• **Action item**: Where a line contains the word "between", copy that line from the records below.

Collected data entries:
-----

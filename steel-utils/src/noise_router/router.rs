//! The fifteen density roots a generator samples.

use crate::{
    density::{DensityGraph, NodeId, Visitor, map_all},
    error::WorldgenError,
};

/// Roots into a [`DensityGraph`] for every quantity terrain generation reads.
///
/// The router does not own its graph. After seeding, the ids point into the
/// seeded graph rather than the registry's.
#[derive(Debug, Clone, Copy, PartialEq, Eq)]
pub struct NoiseRouter {
    /// Walls between neighbouring fluid bodies.
    pub barrier_noise: NodeId,
    /// How likely an aquifer source is flooded.
    pub fluid_level_floodedness_noise: NodeId,
    /// Vertical jitter of randomized fluid levels.
    pub fluid_level_spread_noise: NodeId,
    /// Picks lava over water for deep sources.
    pub lava_noise: NodeId,
    /// Climate temperature.
    pub temperature: NodeId,
    /// Climate humidity.
    pub vegetation: NodeId,
    /// Climate continentalness.
    pub continents: NodeId,
    /// Climate erosion.
    pub erosion: NodeId,
    /// Climate depth below the surface.
    pub depth: NodeId,
    /// Climate weirdness.
    pub ridges: NodeId,
    /// Density used to estimate the preliminary surface.
    pub initial_density_without_jaggedness: NodeId,
    /// Solid where positive, open otherwise.
    pub final_density: NodeId,
    /// Picks copper or iron by sign.
    pub vein_toggle: NodeId,
    /// Positive outside ore veins.
    pub vein_ridged: NodeId,
    /// Chance of an ore block inside a vein.
    pub vein_gap: NodeId,
}

impl NoiseRouter {
    /// Number of roots.
    pub const ROOT_COUNT: usize = 15;

    /// Every root, in declaration order.
    #[must_use]
    pub const fn roots(&self) -> [NodeId; Self::ROOT_COUNT] {
        [
            self.barrier_noise,
            self.fluid_level_floodedness_noise,
            self.fluid_level_spread_noise,
            self.lava_noise,
            self.temperature,
            self.vegetation,
            self.continents,
            self.erosion,
            self.depth,
            self.ridges,
            self.initial_density_without_jaggedness,
            self.final_density,
            self.vein_toggle,
            self.vein_ridged,
            self.vein_gap,
        ]
    }

    /// Inverse of [`NoiseRouter::roots`].
    #[must_use]
    pub const fn from_roots(roots: [NodeId; Self::ROOT_COUNT]) -> Self {
        let [
            barrier_noise,
            fluid_level_floodedness_noise,
            fluid_level_spread_noise,
            lava_noise,
            temperature,
            vegetation,
            continents,
            erosion,
            depth,
            ridges,
            initial_density_without_jaggedness,
            final_density,
            vein_toggle,
            vein_ridged,
            vein_gap,
        ] = roots;
        Self {
            barrier_noise,
            fluid_level_floodedness_noise,
            fluid_level_spread_noise,
            lava_noise,
            temperature,
            vegetation,
            continents,
            erosion,
            depth,
            ridges,
            initial_density_without_jaggedness,
            final_density,
            vein_toggle,
            vein_ridged,
            vein_gap,
        }
    }

    /// Rewrites every root of `source` into `target` in one pass, so
    /// subgraphs shared between roots stay shared.
    pub fn map_all(
        &self,
        source: &DensityGraph,
        target: &mut DensityGraph,
        visitor: &mut impl Visitor,
    ) -> Result<Self, WorldgenError> {
        let mapped = map_all(source, &self.roots(), target, visitor)?;
        let roots: [NodeId; Self::ROOT_COUNT] = mapped.try_into().map_err(|v: Vec<NodeId>| {
            WorldgenError::InvalidDefinition(format!(
                "router rewrite produced {} roots instead of {}",
                v.len(),
                Self::ROOT_COUNT
            ))
        })?;
        Ok(Self::from_roots(roots))
    }
}
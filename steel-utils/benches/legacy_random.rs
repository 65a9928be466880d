#![allow(missing_docs)]
//! Benchmarks for the Java LCG source.

use criterion::{Criterion, criterion_group, criterion_main};
use std::hint::black_box;

use steel_utils::random::{PositionalRandom, Random, legacy_random::LegacyRandom};

const SEED: u64 = 12345;

fn bench_next(c: &mut Criterion) {
    let mut random = LegacyRandom::from_seed(SEED);

    let mut group = c.benchmark_group("legacy_random");
    group.bench_function("next_i32", |b| b.iter(|| black_box(random.next_i32())));
    group.bench_function("next_i32_bounded", |b| {
        b.iter(|| black_box(random.next_i32_bounded(black_box(100))));
    });
    group.bench_function("next_f64", |b| b.iter(|| black_box(random.next_f64())));
    group.bench_function("consume_count", |b| {
        b.iter(|| random.consume_count(black_box(262)));
    });
    group.finish();
}

fn bench_positional(c: &mut Criterion) {
    let splitter = LegacyRandom::from_seed(SEED).next_positional();

    c.bench_function("legacy_random_at", |b| {
        b.iter(|| {
            let mut random = splitter.at(black_box(16), black_box(-12), black_box(48));
            black_box(random.next_i32());
        });
    });
}

criterion_group!(benches, bench_next, bench_positional);
criterion_main!(benches);
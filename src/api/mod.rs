pub mod models;
pub mod session;
pub mod vitals;
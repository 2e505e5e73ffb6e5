pub mod vitals;

pub use vitals::{HeartRateReport, SessionStats};
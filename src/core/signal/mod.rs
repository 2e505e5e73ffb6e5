pub mod filters;
pub mod preprocess;

pub use filters::{highpass, mean, moving_average, percentile, std_dev, zscore};
pub use preprocess::{preprocess, resample_uniform, PreprocessedSignal};
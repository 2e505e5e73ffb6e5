pub mod api;
pub mod core;

pub fn init_logging() {
    #[cfg(target_os = "android")]
    {
        android_logger::init_once(
            android_logger::Config::default()
                .with_max_level(log::LevelFilter::Debug)
                .with_tag("vitals_lib"),
        );
    }

    #[cfg(not(target_os = "android"))]
    {
        // 非 Android 平台由宿主自行安装 logger
    }
}
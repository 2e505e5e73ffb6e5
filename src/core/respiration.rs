//! 加速度计呼吸频率估算 - 统计合加速度幅值的阈值跳变次数

use crate::core::config::{
    RespirationConfig, RespirationWindow, BREATHS_PER_CROSSING_MINUTE, RESPIRATION_WINDOW_SECS,
};
use crate::core::error::VitalsError;
use log::{debug, info, warn};

/// 对外入口：45 秒窗口，无法估算时返回 0
pub fn estimate_respiratory_rate(x: &[f32], y: &[f32], z: &[f32], timestamps_ns: &[i64]) -> u32 {
    match estimate_respiratory_rate_with(x, y, z, timestamps_ns, &RespirationConfig::default()) {
        Ok(rate) => rate,
        Err(e) => {
            warn!("⚠️ No respiratory rate: {}", e);
            0
        }
    }
}

pub fn estimate_respiratory_rate_with(
    x: &[f32],
    y: &[f32],
    z: &[f32],
    timestamps_ns: &[i64],
    config: &RespirationConfig,
) -> Result<u32, VitalsError> {
    if x.is_empty() || y.is_empty() || z.is_empty() {
        return Err(VitalsError::DegenerateInput(format!(
            "empty accelerometer axis (x={}, y={}, z={})",
            x.len(),
            y.len(),
            z.len()
        )));
    }

    let crossings = count_crossings(x, y, z, config.crossing_threshold, config.initial_reference);
    let window_secs = window_secs(config.window, timestamps_ns);
    let rate = (crossings as f64 / window_secs * BREATHS_PER_CROSSING_MINUTE).trunc() as u32;
    info!("🫁 {} crossings over {:.1}s -> {} breaths/min", crossings, window_secs, rate);
    Ok(rate)
}

/// 从第二个样本开始，幅值与上一个幅值之差超过阈值即计一次
pub fn count_crossings(
    x: &[f32],
    y: &[f32],
    z: &[f32],
    threshold: f32,
    initial_reference: f32,
) -> usize {
    let n = x.len().min(y.len()).min(z.len());
    let mut prev = initial_reference;
    let mut crossings = 0;
    for i in 1..n {
        let current = magnitude(x[i], y[i], z[i]);
        if (prev - current).abs() > threshold {
            crossings += 1;
        }
        prev = current;
    }
    crossings
}

/// 平方和在 f64 中计算，开方后再转回 f32
fn magnitude(x: f32, y: f32, z: f32) -> f32 {
    let (x, y, z) = (x as f64, y as f64, z as f64);
    (x * x + y * y + z * z).sqrt() as f32
}

fn window_secs(window: RespirationWindow, timestamps_ns: &[i64]) -> f64 {
    match window {
        RespirationWindow::Fixed(secs) if secs > 0.0 => secs,
        RespirationWindow::Fixed(secs) => {
            warn!("⚠️ Invalid respiration window {}s, using default", secs);
            RESPIRATION_WINDOW_SECS
        }
        RespirationWindow::Measured => match (timestamps_ns.first(), timestamps_ns.last()) {
            (Some(&first), Some(&last)) if last > first => (last - first) as f64 / 1e9,
            _ => {
                debug!("Timestamps unusable for measured window, using default");
                RESPIRATION_WINDOW_SECS
            }
        },
    }
}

-----

• **Exercise response**:
    /// Walls between neighbouring fluid bodies.
    /// subgraphs shared between roots stay shared.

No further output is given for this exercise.